● **Work to be completed**: If a line below contains "impl", count it; then state how many such lines there are, and nothing else.

● **Extracted material**:
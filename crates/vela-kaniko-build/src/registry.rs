use crate::auth::RegistryAuth;
use crate::error::{BuildError, BuildResult};
use std::path::Path;

/// レジストリの設定
///
/// https://docs.docker.com/registry/
#[derive(Debug, Clone, Default)]
pub struct RegistryInfo {
    /// イメージを公開するレジストリ名
    pub name: String,
    /// index.docker.io の代わりに使うミラー
    pub mirror: Option<String>,
    pub username: String,
    pub password: String,
    /// イメージを公開せずにビルドのみ行う
    pub dry_run: bool,
    /// プッシュのリトライ回数
    pub push_retry: u32,
    /// 証明書検証を行わないレジストリ
    pub insecure_registries: Vec<String>,
    pub insecure_pull: bool,
    pub insecure_push: bool,
}

impl RegistryInfo {
    pub fn validate(&self) -> BuildResult<()> {
        tracing::trace!("validating registry plugin configuration");

        if self.name.is_empty() {
            return Err(BuildError::MissingField {
                field: "registry name",
            });
        }

        if !self.dry_run {
            if self.username.is_empty() {
                return Err(BuildError::MissingField {
                    field: "registry username",
                });
            }

            if self.password.is_empty() {
                return Err(BuildError::MissingField {
                    field: "registry password",
                });
            }
        }

        Ok(())
    }

    /// 既定パスに config.json を書き出す
    pub fn write_credentials(&self) -> BuildResult<()> {
        self.write_credentials_with(&RegistryAuth::new())
    }

    /// 指定したパスに config.json を書き出す
    pub fn write_credentials_to(&self, path: &Path) -> BuildResult<()> {
        self.write_credentials_with(&RegistryAuth::with_config_path(path))
    }

    pub fn write_credentials_with(&self, auth: &RegistryAuth) -> BuildResult<()> {
        tracing::trace!("writing registry configuration file");

        auth.write(&self.name, &self.username, &self.password)?;
        Ok(())
    }
}

#[cfg(test)]
mod tests {
    use super::*;
    use crate::auth::DockerConfig;
    use crate::error::ErrorKind;
    use base64::Engine;
    use tempfile::tempdir;

    fn registry() -> RegistryInfo {
        RegistryInfo {
            name: "index.docker.io".to_string(),
            username: "octocat".to_string(),
            password: "superSecretPassword".to_string(),
            ..Default::default()
        }
    }

    #[test]
    fn test_validate() {
        assert!(registry().validate().is_ok());
    }

    #[test]
    fn test_validate_no_name() {
        let r = RegistryInfo {
            name: String::new(),
            ..registry()
        };
        assert_eq!(
            r.validate().unwrap_err().to_string(),
            "no registry name provided"
        );
    }

    #[test]
    fn test_validate_no_name_even_with_dry_run() {
        let r = RegistryInfo {
            dry_run: true,
            ..Default::default()
        };
        assert_eq!(r.validate().unwrap_err().kind(), ErrorKind::MissingField);
    }

    #[test]
    fn test_validate_no_username() {
        let r = RegistryInfo {
            username: String::new(),
            ..registry()
        };
        assert_eq!(
            r.validate().unwrap_err().to_string(),
            "no registry username provided"
        );
    }

    #[test]
    fn test_validate_no_password() {
        let r = RegistryInfo {
            password: String::new(),
            ..registry()
        };
        assert_eq!(
            r.validate().unwrap_err().to_string(),
            "no registry password provided"
        );
    }

    #[test]
    fn test_validate_dry_run_without_credentials() {
        let r = RegistryInfo {
            name: "index.docker.io".to_string(),
            dry_run: true,
            ..Default::default()
        };
        assert!(r.validate().is_ok());
    }

    #[test]
    fn test_write_credentials_round_trip() {
        let dir = tempdir().unwrap();
        let path = dir.path().join("config.json");

        registry().write_credentials_to(&path).unwrap();

        let config = DockerConfig::load(&path).unwrap();
        let entry = config.auths.get("index.docker.io").unwrap();
        let expected =
            base64::engine::general_purpose::STANDARD.encode("octocat:superSecretPassword");
        assert_eq!(entry.auth, expected);
        assert_eq!(config.auths.len(), 1);
    }

    #[test]
    fn test_write_credentials_dry_run_noop() {
        let dir = tempdir().unwrap();
        let path = dir.path().join("config.json");
        let r = RegistryInfo {
            dry_run: true,
            ..Default::default()
        };

        assert!(r.write_credentials_to(&path).is_ok());
        assert!(!path.exists());
        assert_eq!(std::fs::read_dir(dir.path()).unwrap().count(), 0);
    }
}
//! kaniko コマンドの組み立て
//!
//! 検証済みの設定から kaniko executor に渡す引数列を決定的な順序で生成します。

use crate::build::{BuildInfo, SnapshotMode};
use crate::error::{BuildError, BuildResult};
use crate::image::ImageInfo;
use crate::registry::RegistryInfo;
use crate::repo::RepositoryInfo;
use crate::verbosity::Verbosity;
use std::str::FromStr;

/// 出力するフラグの範囲
///
/// `Basic` はレジストリへの公開に必要な最小限のフラグのみを出力します。
#[derive(Debug, Clone, Copy, Default, PartialEq, Eq)]
pub enum FlagSet {
    Basic,
    #[default]
    Full,
}

impl FlagSet {
    pub fn is_full(&self) -> bool {
        matches!(self, FlagSet::Full)
    }
}

impl FromStr for FlagSet {
    type Err = BuildError;

    fn from_str(s: &str) -> BuildResult<Self> {
        match s.to_ascii_lowercase().as_str() {
            "basic" => Ok(FlagSet::Basic),
            "full" => Ok(FlagSet::Full),
            _ => Err(BuildError::InvalidEnum {
                field: "flag set",
                value: s.to_string(),
                allowed: "basic|full",
            }),
        }
    }
}

/// 設定から kaniko の引数列を生成する
#[derive(Debug, Clone, Copy, Default)]
pub struct CommandCompiler {
    flag_set: FlagSet,
    verbosity: Verbosity,
}

impl CommandCompiler {
    pub fn new(flag_set: FlagSet, verbosity: Verbosity) -> Self {
        Self {
            flag_set,
            verbosity,
        }
    }

    /// 引数列を生成（実行ファイルのパスは含まない）
    ///
    /// 検証は行いません。呼び出し前に各設定の `validate` を済ませてください。
    pub fn render(
        &self,
        build: &BuildInfo,
        image: &ImageInfo,
        registry: &RegistryInfo,
        repo: &RepositoryInfo,
    ) -> Vec<String> {
        tracing::debug!("creating kaniko command from plugin configuration");

        let full = self.flag_set.is_full();
        let mut flags = Vec::new();

        if full {
            push_build_flags(&mut flags, build);
        }

        for arg in &image.build_args {
            flags.push(format!("--build-arg={}", arg));
        }

        if repo.cache {
            flags.push("--cache".to_string());
            flags.push(format!("--cache-repo={}", repo.cache_repo()));
        }

        flags.push(format!("--context={}", image.context));

        if full {
            push_compression_flags(&mut flags, repo);
        }

        for destination in repo.destinations() {
            flags.push(format!("--destination={}", destination));
        }

        if full {
            for label in repo.render_labels() {
                flags.push(format!("--label={}", label));
            }
        }

        flags.push(format!("--dockerfile={}", image.dockerfile));

        if registry.dry_run {
            flags.push("--no-push".to_string());
        }

        if full {
            push_registry_flags(&mut flags, image, registry);
        }

        flags.push(format!("--verbosity={}", self.verbosity));

        tracing::debug!("kaniko flags: {:?}", flags);
        flags
    }
}

fn push_build_flags(flags: &mut Vec<String>, build: &BuildInfo) {
    if let Some(mode) = non_empty(&build.snapshot_mode) {
        // 検証済みの値は小文字に正規化して渡す
        let mode = mode
            .parse::<SnapshotMode>()
            .map(|m| m.as_str())
            .unwrap_or(mode);
        flags.push(format!("--snapshot-mode={}", mode));
    }

    if build.use_new_run {
        flags.push("--use-new-run".to_string());
    }

    if let Some(path) = non_empty(&build.tar_path) {
        flags.push(format!("--tar-path={}", path));
    }

    if build.single_snapshot {
        flags.push("--single-snapshot".to_string());
    }

    flags.push(format!("--ignore-var-run={}", build.ignore_var_run));

    for path in &build.ignore_paths {
        flags.push(format!("--ignore-path={}", path));
    }

    if build.log_timestamps {
        flags.push("--log-timestamp".to_string());
    }
}

fn push_compression_flags(flags: &mut Vec<String>, repo: &RepositoryInfo) {
    if let Some(compression) = non_empty(&repo.compression) {
        flags.push(format!("--compression={}", compression));
    }

    if repo.compression_level != 0 {
        flags.push(format!("--compression-level={}", repo.compression_level));
    }

    if !repo.compressed_caching {
        flags.push("--compressed-caching=false".to_string());
    }
}

fn push_registry_flags(flags: &mut Vec<String>, image: &ImageInfo, registry: &RegistryInfo) {
    if let Some(mirror) = non_empty(&registry.mirror) {
        flags.push(format!("--registry-mirror={}", mirror));
    }

    if registry.push_retry > 0 {
        flags.push(format!("--push-retry={}", registry.push_retry));
    }

    if let Some(target) = non_empty(&image.target) {
        flags.push(format!("--target={}", target));
    }

    if let Some(platform) = non_empty(&image.custom_platform) {
        flags.push(format!("--custom-platform={}", platform));
    }

    if image.force_build_metadata {
        flags.push("--force-build-metadata".to_string());
    }

    for insecure in &registry.insecure_registries {
        flags.push(format!("--insecure-registry={}", insecure));
    }

    if registry.insecure_pull {
        flags.push("--insecure-pull".to_string());
    }

    if registry.insecure_push {
        flags.push("--insecure".to_string());
    }
}

fn non_empty(value: &Option<String>) -> Option<&str> {
    value.as_deref().filter(|v| !v.is_empty())
}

● **Answer section**: 4